» Try it
Scan the lines below; pull out those with "FilterValue".

----- The input

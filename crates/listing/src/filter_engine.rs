//! The filter engine: applies a [`FilterState`] to a list using a
//! [`PredicateSet`].
//!
//! Filtering is stable (survivors keep their relative order) and
//! deterministic, so applying the same state twice changes nothing.

use crate::filter_state::{Dimension, FilterState};
use crate::predicate_set::PredicateSet;

/// Decide whether one item survives the filter state.
///
/// ## Algorithm
/// Checks run in a fixed order and stop at the first failure:
/// 1. search term (if non-empty)
/// 2. category (if not `All`)
/// 3. level (if not `All`)
/// 4. tags (if non-empty)
/// 5. each custom filter key present in the state
///
/// A dimension without a registered predicate always passes.
pub fn item_passes<T>(item: &T, state: &FilterState, predicates: &PredicateSet<T>) -> bool {
    if state.is_active(Dimension::Search) {
        if let Some(search) = predicates.search() {
            if !search.matches(item, &state.search_term) {
                return false;
            }
        }
    }

    if let Some(category) = state.category.value() {
        if let Some(predicate) = predicates.category() {
            if !predicate.matches(item, category) {
                return false;
            }
        }
    }

    if let Some(level) = state.level.value() {
        if let Some(predicate) = predicates.level() {
            if !predicate.matches(item, level) {
                return false;
            }
        }
    }

    if state.is_active(Dimension::Tags) {
        if let Some(predicate) = predicates.tags() {
            if !predicate.matches(item, &state.tags) {
                return false;
            }
        }
    }

    state.custom.iter().all(|(key, value)| {
        predicates
            .custom(key)
            .is_none_or(|predicate| predicate.matches(item, value))
    })
}

/// Borrowed result of a filter pass: the surviving items plus counts.
#[derive(Debug)]
pub struct FilteredView<'a, T> {
    items: Vec<&'a T>,
    total_count: usize,
}

impl<'a, T> FilteredView<'a, T> {
    /// Surviving items, in input order
    pub fn items(&self) -> &[&'a T] {
        &self.items
    }

    pub fn iter(&self) -> impl Iterator<Item = &'a T> + '_ {
        self.items.iter().copied()
    }

    /// Number of items that passed the filters
    pub fn result_count(&self) -> usize {
        self.items.len()
    }

    /// Number of items before filtering
    pub fn total_count(&self) -> usize {
        self.total_count
    }

    pub fn is_empty(&self) -> bool {
        self.items.is_empty()
    }

    pub fn into_items(self) -> Vec<&'a T> {
        self.items
    }
}

impl<T: Clone> FilteredView<'_, T> {
    pub fn to_owned_items(&self) -> Vec<T> {
        self.items.iter().map(|item| (*item).clone()).collect()
    }
}

/// Filter a borrowed slice.
pub fn apply_filters<'a, T>(
    items: &'a [T],
    state: &FilterState,
    predicates: &PredicateSet<T>,
) -> FilteredView<'a, T> {
    log_ignored_custom_keys(state, predicates);

    let kept: Vec<&T> = items
        .iter()
        .filter(|item| item_passes(*item, state, predicates))
        .collect();

    tracing::debug!(
        "Applied filters (input count: {}, output count: {})",
        items.len(),
        kept.len()
    );

    FilteredView {
        items: kept,
        total_count: items.len(),
    }
}

fn log_ignored_custom_keys<T>(state: &FilterState, predicates: &PredicateSet<T>) {
    let ignored: Vec<&str> = state
        .custom
        .keys()
        .map(String::as_str)
        .filter(|key| !predicates.handles_custom(key))
        .collect();
    if !ignored.is_empty() {
        tracing::debug!("No predicate registered for custom filters {:?}; not enforced", ignored);
    }
}

/// A filter engine bound to one record type's predicates.
///
/// ## Usage
/// ```ignore
/// let engine = FilterEngine::new(course_predicates());
/// let state = FilterState::new().with_search_term("rust");
///
/// let view = engine.view(catalog.courses(), &state);
/// println!("{} of {} courses", view.result_count(), view.total_count());
/// ```
pub struct FilterEngine<T> {
    predicates: PredicateSet<T>,
}

impl<T> FilterEngine<T> {
    pub fn new(predicates: PredicateSet<T>) -> Self {
        Self { predicates }
    }

    pub fn predicates(&self) -> &PredicateSet<T> {
        &self.predicates
    }

    /// Whether one item passes `state`
    pub fn matches(&self, item: &T, state: &FilterState) -> bool {
        item_passes(item, state, &self.predicates)
    }

    /// Filter a borrowed slice into a view with counts
    pub fn view<'a>(&self, items: &'a [T], state: &FilterState) -> FilteredView<'a, T> {
        apply_filters(items, state, &self.predicates)
    }

    /// Filter an owned list (takes ownership, returns the survivors)
    pub fn apply(&self, items: Vec<T>, state: &FilterState) -> Vec<T> {
        log_ignored_custom_keys(state, &self.predicates);

        let input_count = items.len();
        let kept: Vec<T> = items
            .into_iter()
            .filter(|item| item_passes(item, state, &self.predicates))
            .collect();

        tracing::debug!(
            "Applied filters (input count: {}, output count: {})",
            input_count,
            kept.len()
        );
        kept
    }
}

#[cfg(test)]
mod tests {
    use super::*;
    use crate::filter_state::{FilterValue, Selection};
    use crate::traits::predicate_fn;
    use std::sync::Arc;
    use std::sync::atomic::{AtomicUsize, Ordering};

    #[derive(Debug, Clone, PartialEq)]
    struct Item {
        name: &'static str,
        kind: &'static str,
        size: u32,
        tags: Vec<&'static str>,
    }

    fn item(name: &'static str, kind: &'static str, size: u32, tags: &[&'static str]) -> Item {
        Item {
            name,
            kind,
            size,
            tags: tags.to_vec(),
        }
    }

    fn create_test_items() -> Vec<Item> {
        vec![
            item("apple", "fruit", 3, &["red", "sweet"]),
            item("carrot", "vegetable", 5, &["orange"]),
            item("banana", "fruit", 4, &["yellow", "sweet"]),
            item("beet", "vegetable", 2, &["red"]),
            item("cherry", "fruit", 1, &["red", "sweet"]),
        ]
    }

    fn create_test_predicates() -> PredicateSet<Item> {
        PredicateSet::new()
            .with_search(predicate_fn("name", |i: &Item, term: &str| i.name.contains(term)))
            .with_category(predicate_fn("kind", |i: &Item, kind: &str| i.kind == kind))
            .with_tags(predicate_fn("tags", |i: &Item, tags: &[String]| {
                tags.iter().any(|t| i.tags.iter().any(|own| *own == t.as_str()))
            }))
            .with_custom("max_size", predicate_fn("max_size", |i: &Item, v: &FilterValue| {
                v.as_number().is_none_or(|max| f64::from(i.size) <= max)
            }))
    }

    fn names(items: &[Item]) -> Vec<&'static str> {
        items.iter().map(|i| i.name).collect()
    }

    #[test]
    fn test_inactive_state_keeps_everything() {
        let engine = FilterEngine::new(create_test_predicates());
        let items = create_test_items();

        let filtered = engine.apply(items.clone(), &FilterState::new());
        assert_eq!(filtered, items);
    }

    #[test]
    fn test_single_dimension() {
        let engine = FilterEngine::new(create_test_predicates());

        let state = FilterState::new().with_category(Selection::only("fruit"));
        let filtered = engine.apply(create_test_items(), &state);
        assert_eq!(names(&filtered), vec!["apple", "banana", "cherry"]);
    }

    #[test]
    fn test_dimensions_combine_with_and() {
        let engine = FilterEngine::new(create_test_predicates());

        let state = FilterState::new()
            .with_category(Selection::only("fruit"))
            .with_tags(["red"])
            .with_custom("max_size", FilterValue::Number(2.0));
        let filtered = engine.apply(create_test_items(), &state);
        assert_eq!(names(&filtered), vec!["cherry"]);
    }

    #[test]
    fn test_missing_predicate_is_not_enforced() {
        // No level predicate registered
        let engine = FilterEngine::new(create_test_predicates());
        let state = FilterState::new().with_level(Selection::only("anything"));
        assert_eq!(engine.apply(create_test_items(), &state).len(), 5);

        // Empty predicate set enforces nothing at all
        let engine = FilterEngine::new(PredicateSet::new());
        let state = FilterState::new()
            .with_search_term("zzz")
            .with_category(Selection::only("mineral"))
            .with_tags(["blue"]);
        assert_eq!(engine.apply(create_test_items(), &state).len(), 5);
    }

    #[test]
    fn test_unregistered_custom_key_is_ignored() {
        let engine = FilterEngine::new(create_test_predicates());
        let state = FilterState::new().with_custom("organic", FilterValue::Flag(true));
        assert_eq!(engine.apply(create_test_items(), &state).len(), 5);
    }

    #[test]
    fn test_sentinel_never_reaches_predicates() {
        let calls = Arc::new(AtomicUsize::new(0));
        let counter = calls.clone();
        let predicates = PredicateSet::new().with_category(predicate_fn(
            "counting",
            move |_: &Item, _: &str| {
                counter.fetch_add(1, Ordering::SeqCst);
                false
            },
        ));

        let engine = FilterEngine::new(predicates);
        let state = FilterState::new().with_category(Selection::parse("All Categories"));
        assert_eq!(engine.apply(create_test_items(), &state).len(), 5);
        assert_eq!(calls.load(Ordering::SeqCst), 0);
    }

    #[test]
    fn test_checks_short_circuit_in_order() {
        let tag_calls = Arc::new(AtomicUsize::new(0));
        let counter = tag_calls.clone();
        let predicates = PredicateSet::new()
            .with_search(predicate_fn("name", |i: &Item, term: &str| i.name.contains(term)))
            .with_tags(predicate_fn("tags", move |_: &Item, _: &[String]| {
                counter.fetch_add(1, Ordering::SeqCst);
                true
            }));

        let engine = FilterEngine::new(predicates);
        let state = FilterState::new().with_search_term("an").with_tags(["x"]);
        let filtered = engine.apply(create_test_items(), &state);

        // Only "banana" passes the search, so tags is consulted once
        assert_eq!(names(&filtered), vec!["banana"]);
        assert_eq!(tag_calls.load(Ordering::SeqCst), 1);
    }

    #[test]
    fn test_view_counts() {
        let engine = FilterEngine::new(create_test_predicates());
        let items = create_test_items();

        let state = FilterState::new().with_tags(["sweet"]);
        let view = engine.view(&items, &state);

        assert_eq!(view.result_count(), 3);
        assert_eq!(view.total_count(), 5);
        assert_eq!(
            view.iter().map(|i| i.name).collect::<Vec<_>>(),
            vec!["apple", "banana", "cherry"]
        );
        assert_eq!(view.to_owned_items().len(), 3);
    }

    #[test]
    fn test_output_is_ordered_subsequence() {
        let engine = FilterEngine::new(create_test_predicates());
        let items = create_test_items();

        let states = [
            FilterState::new(),
            FilterState::new().with_search_term("e"),
            FilterState::new().with_category(Selection::only("vegetable")),
            FilterState::new().with_tags(["red", "yellow"]),
            FilterState::new().with_custom("max_size", FilterValue::Number(3.0)),
            FilterState::new()
                .with_search_term("a")
                .with_tags(["sweet"])
                .with_custom("max_size", FilterValue::Number(4.0)),
        ];

        for state in &states {
            let filtered = engine.apply(items.clone(), state);
            // Walk the input once, matching survivors in order
            let mut remaining = items.iter();
            for kept in &filtered {
                assert!(
                    remaining.any(|candidate| candidate == kept),
                    "{:?} out of order for {:?}",
                    kept.name,
                    state
                );
            }
        }
    }

    #[test]
    fn test_filtering_is_idempotent() {
        let size_class = |size: u32| match size {
            0..=2 => "small",
            3..=4 => "medium",
            _ => "large",
        };
        let engine = FilterEngine::new(create_test_predicates().with_level(predicate_fn(
            "size_class",
            move |i: &Item, level: &str| size_class(i.size) == level,
        )));
        let terms = ["", "a", "e", "rr", "zzz"];
        let categories = [Selection::All, Selection::only("fruit"), Selection::only("vegetable")];
        let levels = [
            Selection::All,
            Selection::only("small"),
            Selection::only("medium"),
            Selection::only("large"),
        ];
        let tag_sets: [&[&str]; 3] = [&[], &["red"], &["sweet", "orange"]];
        let max_sizes = [None, Some(2.0), Some(4.0)];

        for term in terms {
            for category in &categories {
                for level in &levels {
                    for tags in tag_sets {
                        for max_size in max_sizes {
                            let mut state = FilterState::new()
                                .with_search_term(term)
                                .with_category(category.clone())
                                .with_level(level.clone())
                                .with_tags(tags.iter().copied());
                            if let Some(max) = max_size {
                                state = state.with_custom("max_size", FilterValue::Number(max));
                            }

                            let once = engine.apply(create_test_items(), &state);
                            let twice = engine.apply(once.clone(), &state);
                            assert_eq!(once, twice, "{state:?}");
                        }
                    }
                }
            }
        }
    }
}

----------

» Answer to the problem
    use crate::filter_state::{FilterValue, Selection};
            .with_custom("max_size", predicate_fn("max_size", |i: &Item, v: &FilterValue| {
            .with_custom("max_size", FilterValue::Number(2.0));
        let state = FilterState::new().with_custom("organic", FilterValue::Flag(true));
            FilterState::new().with_custom("max_size", FilterValue::Number(3.0)),
                .with_custom("max_size", FilterValue::Number(4.0)),
                                state = state.with_custom("max_size", FilterValue::Number(max));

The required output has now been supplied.